BEGIN Material to process

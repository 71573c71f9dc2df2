//! Ledger Wallet API Server
//!
//! Local HTTP API that polls the wallet node and serves resolved balances,
//! order books and node actions to the browser UI.

mod config;
mod routes;

use axum::{
    http::{header, Method},
    Router,
};
use std::net::SocketAddr;
use std::sync::Arc;
use tower_http::cors::{Any, CorsLayer};
use tracing::{info, warn};
use tracing_subscriber::{fmt, prelude::*, EnvFilter};
use wallet_node::{NodeClient, PriceClient};
use wallet_services::WalletPoller;

use crate::config::WalletConfig;

/// Application state shared across handlers
#[derive(Clone)]
pub struct AppState {
    /// Background poller holding the latest snapshot
    pub poller: Arc<WalletPoller>,
    /// Direct node access for writes and on-demand reads
    pub node: Arc<NodeClient>,
}

/// Build the HTTP router
pub fn build_router(state: AppState) -> Router {
    // Configure CORS for the browser UI
    let cors = CorsLayer::new()
        .allow_origin(Any)
        .allow_methods([Method::GET, Method::POST, Method::DELETE, Method::OPTIONS])
        .allow_headers([header::CONTENT_TYPE]);

    Router::new()
        .nest("/api", routes::api_routes())
        .layer(cors)
        .with_state(state)
}

#[tokio::main]
async fn main() -> anyhow::Result<()> {
    // Load environment variables from .env.local file
    if let Err(e) = dotenvy::from_filename(".env.local") {
        // Not an error if the file doesn't exist
        if !matches!(e, dotenvy::Error::Io(_)) {
            eprintln!("Warning: Failed to load .env.local: {}", e);
        }
    }

    // Initialize logging
    tracing_subscriber::registry()
        .with(fmt::layer())
        .with(
            EnvFilter::try_from_default_env()
                .unwrap_or_else(|_| EnvFilter::new("info,wallet_api=debug")),
        )
        .init();

    info!("Starting Ledger Wallet API");

    let config = WalletConfig::from_env()?;
    info!(
        "Node at {} (quorum {}%, min {} reports)",
        config.node_url, config.quorum_threshold, config.quorum_min_samples
    );

    let node = Arc::new(NodeClient::new(&config.node_url, config.request_timeout)?);

    let mut poller = WalletPoller::new(node.clone(), config.poller_config());
    if config.price_feed {
        match PriceClient::new(config.request_timeout) {
            Ok(feed) => {
                info!("USD price feed enabled");
                poller = poller.with_price_feed(feed);
            }
            Err(e) => warn!("Price feed unavailable: {}", e),
        }
    } else {
        info!("USD price feed disabled (WALLET_PRICE_FEED=off)");
    }

    // Start polling in background
    let poller = Arc::new(poller);
    let _poll_tasks = poller.clone().start();

    let state = AppState { poller, node };
    let app = build_router(state);

    let addr = SocketAddr::from(([127, 0, 0, 1], config.server_port));
    info!("Server listening on http://{}", addr);

    let listener = tokio::net::TcpListener::bind(addr).await?;
    axum::serve(listener, app).await?;

    Ok(())
}
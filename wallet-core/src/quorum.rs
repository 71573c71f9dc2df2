//! Peer-balance quorum resolution
//!
//! Several peers report the same quantity (an identity's balance at a tick)
//! and may disagree while the network converges. A value is trusted only when
//! strictly more than the required share of respondents report it.

use indexmap::IndexMap;
use serde::{Deserialize, Serialize};
use std::fmt::Display;

/// Percentage of respondents that must agree, as used by the balance views
pub const DEFAULT_THRESHOLD_PERCENT: u32 = 50;

/// Fewer reports than this never reach a quorum
pub const DEFAULT_MIN_SAMPLES: usize = 2;

/// Outcome of a quorum check
#[derive(Debug, Clone, Copy, PartialEq, Eq, Serialize, Deserialize)]
#[serde(tag = "status", content = "value", rename_all = "snake_case")]
pub enum QuorumResult {
    /// Enough peers agree on this value
    Agreed(i64),
    /// Too few reports, or no value has enough support
    NoQuorum,
}

/// Parameters of the quorum check
#[derive(Debug, Clone, Copy, PartialEq, Eq, Serialize, Deserialize)]
pub struct QuorumPolicy {
    /// Share of respondents (0-100) that must agree
    pub threshold_percent: u32,
    /// Minimum number of reports before a quorum is attempted
    pub min_samples: usize,
}

impl Default for QuorumPolicy {
    fn default() -> Self {
        Self::new(DEFAULT_THRESHOLD_PERCENT)
    }
}

impl QuorumPolicy {
    /// Create a policy with the given threshold and the default minimum sample count
    pub fn new(threshold_percent: u32) -> Self {
        Self {
            threshold_percent,
            min_samples: DEFAULT_MIN_SAMPLES,
        }
    }

    /// Override the minimum sample count
    pub fn with_min_samples(mut self, min_samples: usize) -> Self {
        self.min_samples = min_samples;
        self
    }

    /// Number of agreeing reports the winning value must *exceed*
    ///
    /// `ceil(threshold_percent / 100 * respondents)`, computed in integers.
    pub fn required_agreement(&self, respondents: usize) -> usize {
        let scaled = u64::from(self.threshold_percent) * respondents as u64;
        scaled.div_ceil(100) as usize
    }

    /// Resolve a set of reported values.
    ///
    /// Values are compared by their string form, so `5` and `"5"` count as the
    /// same report. Order only matters for ties: the value seen first wins.
    pub fn resolve<V: Display>(&self, values: &[V]) -> QuorumResult {
        if values.len() < self.min_samples {
            return QuorumResult::NoQuorum;
        }

        let required = self.required_agreement(values.len());

        let mut counts: IndexMap<String, usize> = IndexMap::new();
        for value in values {
            *counts.entry(value.to_string()).or_insert(0) += 1;
        }

        let mut winner: Option<(&str, usize)> = None;
        for (value, &count) in &counts {
            match winner {
                Some((_, best)) if count <= best => {}
                _ => winner = Some((value.as_str(), count)),
            }
        }

        match winner {
            Some((value, count)) if count > required => parse_leading_int(value)
                .map(QuorumResult::Agreed)
                .unwrap_or(QuorumResult::NoQuorum),
            _ => QuorumResult::NoQuorum,
        }
    }
}

/// Resolve reported values with the given threshold and default minimum sample count
pub fn resolve_quorum<V: Display>(values: &[V], threshold_percent: u32) -> QuorumResult {
    QuorumPolicy::new(threshold_percent).resolve(values)
}

/// Parse the leading integer of a reported value ("1200", " -3", "42abc")
fn parse_leading_int(raw: &str) -> Option<i64> {
    let trimmed = raw.trim_start();
    let (sign_len, rest) = match trimmed.as_bytes().first() {
        Some(b'-') | Some(b'+') => (1, &trimmed[1..]),
        _ => (0, trimmed),
    };
    let digits = rest.bytes().take_while(|b| b.is_ascii_digit()).count();
    if digits == 0 {
        return None;
    }
    trimmed[..sign_len + digits].parse().ok()
}

#[cfg(test)]
mod tests {
    use super::*;

    #[test]
    fn test_too_few_reports() {
        let empty: [i64; 0] = [];
        assert_eq!(resolve_quorum(&empty, 50), QuorumResult::NoQuorum);
        assert_eq!(resolve_quorum(&[7], 50), QuorumResult::NoQuorum);
        assert_eq!(resolve_quorum(&[7], 0), QuorumResult::NoQuorum);
    }

    #[test]
    fn test_unanimous_agreement() {
        assert_eq!(resolve_quorum(&[5, 5, 5], 50), QuorumResult::Agreed(5));
        assert_eq!(resolve_quorum(&[5, 5], 50), QuorumResult::Agreed(5));
    }

    #[test]
    fn test_boundary_is_strict() {
        // required = ceil(1.5) = 2, winner has exactly 2
        assert_eq!(resolve_quorum(&[5, 5, 3], 50), QuorumResult::NoQuorum);
        // unanimous, but 100% requires all three and 3 > 3 is false
        assert_eq!(resolve_quorum(&[5, 5, 5], 100), QuorumResult::NoQuorum);
    }

    #[test]
    fn test_majority_above_requirement() {
        assert_eq!(resolve_quorum(&[5, 5, 5, 3], 50), QuorumResult::Agreed(5));
    }

    #[test]
    fn test_tie_prefers_first_seen() {
        assert_eq!(resolve_quorum(&[1, 1, 2, 2], 50), QuorumResult::NoQuorum);
        assert_eq!(resolve_quorum(&[1, 1, 2, 2], 10), QuorumResult::Agreed(1));
        assert_eq!(resolve_quorum(&[2, 1, 1, 2], 10), QuorumResult::Agreed(2));
        assert_eq!(resolve_quorum(&[3, 9, 9, 3], 10), QuorumResult::Agreed(3));
    }

    #[test]
    fn test_later_strictly_larger_count_wins() {
        assert_eq!(resolve_quorum(&[4, 8, 8, 8], 50), QuorumResult::Agreed(8));
    }

    #[test]
    fn test_two_thirds_threshold() {
        let policy = QuorumPolicy::new(66);
        assert_eq!(policy.required_agreement(3), 2);
        assert_eq!(policy.resolve(&[10, 10, 10]), QuorumResult::Agreed(10));
        assert_eq!(policy.resolve(&[10, 10, 11]), QuorumResult::NoQuorum);
    }

    #[test]
    fn test_string_and_number_reports_share_identity() {
        let reports = ["1500", "1500", "1500", "900"];
        assert_eq!(resolve_quorum(&reports, 50), QuorumResult::Agreed(1500));

        // " 1500" is a different report string than "1500"
        let reports = ["1500", " 1500", "1500"];
        assert_eq!(resolve_quorum(&reports, 50), QuorumResult::NoQuorum);
    }

    #[test]
    fn test_non_numeric_winner_has_no_quorum() {
        let reports = ["n/a", "n/a", "n/a"];
        assert_eq!(resolve_quorum(&reports, 50), QuorumResult::NoQuorum);
    }

    #[test]
    fn test_min_samples_override() {
        let policy = QuorumPolicy::new(50).with_min_samples(3);
        assert_eq!(policy.resolve(&[5, 5]), QuorumResult::NoQuorum);
        assert_eq!(policy.resolve(&[5, 5, 5]), QuorumResult::Agreed(5));

        let lenient = QuorumPolicy::new(0).with_min_samples(1);
        assert_eq!(lenient.resolve(&[42]), QuorumResult::Agreed(42));
    }

    #[test]
    fn test_parse_leading_int() {
        assert_eq!(parse_leading_int("1200"), Some(1200));
        assert_eq!(parse_leading_int("  -3"), Some(-3));
        assert_eq!(parse_leading_int("+8"), Some(8));
        assert_eq!(parse_leading_int("42abc"), Some(42));
        assert_eq!(parse_leading_int("abc"), None);
        assert_eq!(parse_leading_int("-"), None);
        assert_eq!(parse_leading_int(""), None);
    }

    #[test]
    fn test_result_serialization() {
        let agreed = serde_json::to_value(QuorumResult::Agreed(12)).unwrap();
        assert_eq!(agreed, serde_json::json!({"status": "agreed", "value": 12}));

        let none = serde_json::to_value(QuorumResult::NoQuorum).unwrap();
        assert_eq!(none, serde_json::json!({"status": "no_quorum"}));
    }
}
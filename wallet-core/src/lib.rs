//! Core types for the ledger wallet client
//!
//! This crate defines the shared data structures used across the client,
//! including identities, peer balance reports, order books and transfer
//! records, plus the two pieces of reconciliation logic the views rely on:
//! the peer-balance quorum check and same-price run reversal.

pub mod balance;
pub mod error;
pub mod orderbook;
pub mod peer;
pub mod quorum;
pub mod serde_helpers;
pub mod snapshot;
pub mod transfer;

pub use balance::{
    group_thousands, AssetBalance, BalanceStatus, Identity, IdentitySummary, IssuedAsset,
    PeerReport, PortfolioTotals,
};
pub use error::{WalletError, WalletResult};
pub use orderbook::{reverse_same_price_groups, OrderBook, OrderLevel, OrderSide};
pub use peer::{Peer, PeerLimits};
pub use quorum::{resolve_quorum, QuorumPolicy, QuorumResult};
pub use snapshot::{MarketPrice, WalletSnapshot};
pub use transfer::{Transfer, TransferStatus};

END Material to process

Activity →
Would you retype the lines above from the one with "let state = AppState" down to the one with "use indexmap::IndexMap;", word for word, both ends included and no other lines?

Result of this exercise →
    let state = AppState { poller, node };
    let app = build_router(state);

    let addr = SocketAddr::from(([127, 0, 0, 1], config.server_port));
    info!("Server listening on http://{}", addr);

    let listener = tokio::net::TcpListener::bind(addr).await?;
    axum::serve(listener, app).await?;

    Ok(())
}
filename wallet-core/src/quorum.rs
repository 71573c71f9dc2df2
//! Peer-balance quorum resolution
//!
//! Several peers report the same quantity (an identity's balance at a tick)
//! and may disagree while the network converges. A value is trusted only when
//! strictly more than the required share of respondents report it.

use indexmap::IndexMap;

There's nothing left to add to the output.